When the first contingent of turbaned Indians rode past, some Americans loosed a war-whoop.--News item.

NO WRITER ATTRIBUTED

If elephants had only been there, many Americans thought, it would have been like a circus parade. Bits of news like these were few in the pages of space given to the Coronation, for correspondents in the position of the Grand Duchess Marie did not want to cable, as the Associated Press did, that a butcher in the East end wrote God Save the King across his shop in sausages. Many persons believe that from the point of view of the United States the press took the affair too seriously. It is true that the New York Times sent Birchall from Berlin, but he was countered by Hearst's Pulitzer Prize winner H. R. Knickerbocker, who wire-lessed in his murder trial style that, "Kneeling for ten minutes at a time was not too agreeable to the royal pair, especially Elizabeth, who is now inclined to be portly."
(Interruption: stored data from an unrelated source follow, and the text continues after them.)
//! Request handlers for the API endpoints.

use std::sync::Arc;

use axum::Json;
use axum::extract::State;
use axum::http::StatusCode;

use super::AppState;
use super::types::{ErrorResponse, OptimizeRequest, OptimizeResponse};
use crate::config::ScenarioConfig;
use crate::opt::metrics::compute_metrics;
use crate::opt::optimizer::Optimizer;
use crate::opt::types::LoadVector;

/// Returns the scenario configuration the server was started with.
///
/// `GET /config` → 200 + `ScenarioConfig` JSON
pub async fn get_config(State(state): State<Arc<AppState>>) -> Json<ScenarioConfig> {
    Json(state.scenario.clone())
}

/// Runs one optimization over the submitted loads.
///
/// `POST /optimize` → 200 + `OptimizeResponse` JSON
/// Loads outside the configured input range → 400 + `ErrorResponse`
///
/// Each request computes independently: a fresh optimizer is built per
/// call, seeded from the request when a seed is given and from the OS
/// otherwise, so no mutable state is shared between requests.
pub async fn post_optimize(
    State(state): State<Arc<AppState>>,
    Json(req): Json<OptimizeRequest>,
) -> Result<Json<OptimizeResponse>, (StatusCode, Json<ErrorResponse>)> {
    let before = LoadVector::new(req.loads);
    state.scenario.input.check_loads(&before).map_err(|e| {
        (
            StatusCode::BAD_REQUEST,
            Json(ErrorResponse {
                error: e.to_string(),
            }),
        )
    })?;

    let o = &state.scenario.optimizer;
    let mut optimizer = match req.seed {
        Some(seed) => Optimizer::new(o.floor_kw, o.min_offset_kw, o.max_offset_kw, seed),
        None => Optimizer::from_entropy(o.floor_kw, o.min_offset_kw, o.max_offset_kw),
    };

    let after = optimizer.optimize(&before);
    let metrics = compute_metrics(&before, &after);

    Ok(Json(OptimizeResponse {
        before,
        after,
        metrics,
    }))
}
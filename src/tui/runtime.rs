//! Dashboard application state.

use std::collections::VecDeque;

use crate::config::ScenarioConfig;
use crate::opt::optimizer::Optimizer;
use crate::opt::types::{LoadVector, NUM_BUILDINGS, RunRecord};

/// Maximum number of run records kept for the metrics panel.
const MAX_HISTORY: usize = 200;

/// TUI application state.
///
/// Two observable states: inputs set but not yet optimized (empty
/// history) and optimized (latest record drives the after-chart and
/// metrics panel). The optimizer runs only from the trigger key.
pub struct App {
    /// Active scenario configuration.
    pub scenario: ScenarioConfig,
    /// Seeded optimizer for this session.
    optimizer: Optimizer,
    /// Current per-building input loads (kW), clamped to the input range.
    pub loads: [u32; NUM_BUILDINGS],
    /// Index of the building whose slider is selected.
    pub selected: usize,
    /// Rolling history of optimization runs.
    pub history: VecDeque<RunRecord>,
    /// Total number of runs triggered this session.
    pub runs: usize,
    /// Whether the user has requested quit.
    pub quit: bool,
    /// Name of the active preset.
    pub preset_name: String,
}

impl App {
    /// Creates a new app from a preset name, falling back to neon.
    pub fn new(preset: &str) -> Self {
        let scenario =
            ScenarioConfig::from_preset(preset).unwrap_or_else(|_| ScenarioConfig::neon());
        Self::from_scenario(scenario, preset)
    }

    /// Creates a new app from a validated scenario.
    pub fn from_scenario(scenario: ScenarioConfig, preset_name: &str) -> Self {
        let optimizer = Optimizer::from_config(&scenario.optimizer);
        let loads = scenario.input.defaults;
        Self {
            scenario,
            optimizer,
            loads,
            selected: 0,
            history: VecDeque::with_capacity(MAX_HISTORY),
            runs: 0,
            quit: false,
            preset_name: preset_name.to_string(),
        }
    }

    /// Moves selection to the previous building, wrapping around.
    pub fn select_prev(&mut self) {
        self.selected = (self.selected + NUM_BUILDINGS - 1) % NUM_BUILDINGS;
    }

    /// Moves selection to the next building, wrapping around.
    pub fn select_next(&mut self) {
        self.selected = (self.selected + 1) % NUM_BUILDINGS;
    }

    /// Adjusts the selected load by `delta_kw`, clamped to the input range.
    pub fn adjust(&mut self, delta_kw: i64) {
        let inp = &self.scenario.input;
        let next = (i64::from(self.loads[self.selected]) + delta_kw)
            .clamp(i64::from(inp.min_kw), i64::from(inp.max_kw));
        self.loads[self.selected] = next as u32;
    }

    /// Runs one optimization over the current loads.
    ///
    /// Reads the input state at trigger time; each run is independent
    /// and the previous optimized result is only kept as history.
    pub fn optimize(&mut self) {
        let loads = LoadVector::new(self.loads);
        let record = self.optimizer.run(self.runs, &loads);
        if self.history.len() >= MAX_HISTORY {
            self.history.pop_front();
        }
        self.history.push_back(record);
        self.runs += 1;
    }

    /// Resets loads to the preset defaults and clears all results.
    pub fn reset(&mut self) {
        self.loads = self.scenario.input.defaults;
        self.optimizer = Optimizer::from_config(&self.scenario.optimizer);
        self.history.clear();
        self.runs = 0;
        self.selected = 0;
    }

    /// Switches to a different preset, resetting all state.
    pub fn switch_preset(&mut self, name: &str) {
        let Ok(scenario) = ScenarioConfig::from_preset(name) else {
            return;
        };
        self.scenario = scenario;
        self.preset_name = name.to_string();
        self.reset();
    }

    /// Returns the most recent run record, if any.
    pub fn last_result(&self) -> Option<&RunRecord> {
        self.history.back()
    }

    /// Returns `true` once at least one optimization has run.
    pub fn is_optimized(&self) -> bool {
        !self.history.is_empty()
    }
}

#[cfg(test)]
mod tests {
    use super::*;

    #[test]
    fn app_starts_with_preset_defaults() {
        let app = App::new("neon");
        assert_eq!(app.loads, [60, 80, 45]);
        assert_eq!(app.selected, 0);
        assert!(!app.is_optimized());
    }

    #[test]
    fn unknown_preset_falls_back_to_neon() {
        let app = App::new("bogus");
        assert_eq!(app.loads, [60, 80, 45]);
    }

    #[test]
    fn adjust_clamps_to_input_range() {
        let mut app = App::new("neon");
        // neon bounds are [10, 120]
        for _ in 0..300 {
            app.adjust(1);
        }
        assert_eq!(app.loads[0], 120);
        for _ in 0..300 {
            app.adjust(-1);
        }
        assert_eq!(app.loads[0], 10);
    }

    #[test]
    fn selection_wraps_both_ways() {
        let mut app = App::new("neon");
        app.select_prev();
        assert_eq!(app.selected, NUM_BUILDINGS - 1);
        app.select_next();
        assert_eq!(app.selected, 0);
    }

    #[test]
    fn optimize_appends_bounded_record() {
        let mut app = App::new("neon");
        app.optimize();
        assert_eq!(app.runs, 1);
        let record = app.last_result().unwrap();
        assert_eq!(record.before.values(), [60, 80, 45]);
        for (a, b) in record.after.values().iter().zip(record.before.values()) {
            assert!(*a >= app.scenario.optimizer.floor_kw);
            assert!(*a <= b);
        }
    }

    #[test]
    fn each_trigger_recomputes_independently() {
        let mut app = App::new("neon");
        app.optimize();
        app.optimize();
        app.optimize();
        assert_eq!(app.runs, 3);
        assert_eq!(app.history.len(), 3);
        // records keep their own run indices
        let runs: Vec<usize> = app.history.iter().map(|r| r.run).collect();
        assert_eq!(runs, vec![0, 1, 2]);
    }

    #[test]
    fn history_caps_at_max() {
        let mut app = App::new("neon");
        for _ in 0..(MAX_HISTORY + 50) {
            app.optimize();
        }
        assert_eq!(app.history.len(), MAX_HISTORY);
        assert_eq!(app.runs, MAX_HISTORY + 50);
    }

    #[test]
    fn reset_restores_defaults_and_clears_results() {
        let mut app = App::new("neon");
        app.adjust(20);
        app.optimize();
        app.reset();
        assert_eq!(app.loads, [60, 80, 45]);
        assert!(app.history.is_empty());
        assert_eq!(app.runs, 0);
    }

    #[test]
    fn switch_preset_resets_state() {
        let mut app = App::new("neon");
        app.optimize();
        app.switch_preset("aurora");
        assert_eq!(app.preset_name, "aurora");
        assert_eq!(app.loads, [55, 70, 40]);
        assert!(app.history.is_empty());
    }

    #[test]
    fn switch_to_unknown_preset_is_a_noop() {
        let mut app = App::new("neon");
        app.optimize();
        app.switch_preset("bogus");
        assert_eq!(app.preset_name, "neon");
        assert_eq!(app.history.len(), 1);
    }

    #[test]
    fn reset_reseeds_the_optimizer() {
        let mut app = App::new("neon");
        app.optimize();
        let first = app.last_result().unwrap().after;
        app.reset();
        app.optimize();
        let second = app.last_result().unwrap().after;
        // same seed, same loads, first draw of the sequence
        assert_eq!(first, second);
    }
}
Something of the regard with which the English invested their ceremony is known to the Americans who have paused in the Library of Congress for a silent minute before the draft of the Declaration of Independence, and who remember that the British crown is one thousand years older. It is not surprising that outsiders did not catch the spirit of the moment, for the peculiar, insular English people were at the moment most solemn and most English. "Defender of the Faith" is one of the titles of their King, but the meaning of the phrase has changed. George VI no longer protects one religion; he stands for faith in the whole past and for the service of tradition to the troubles of today.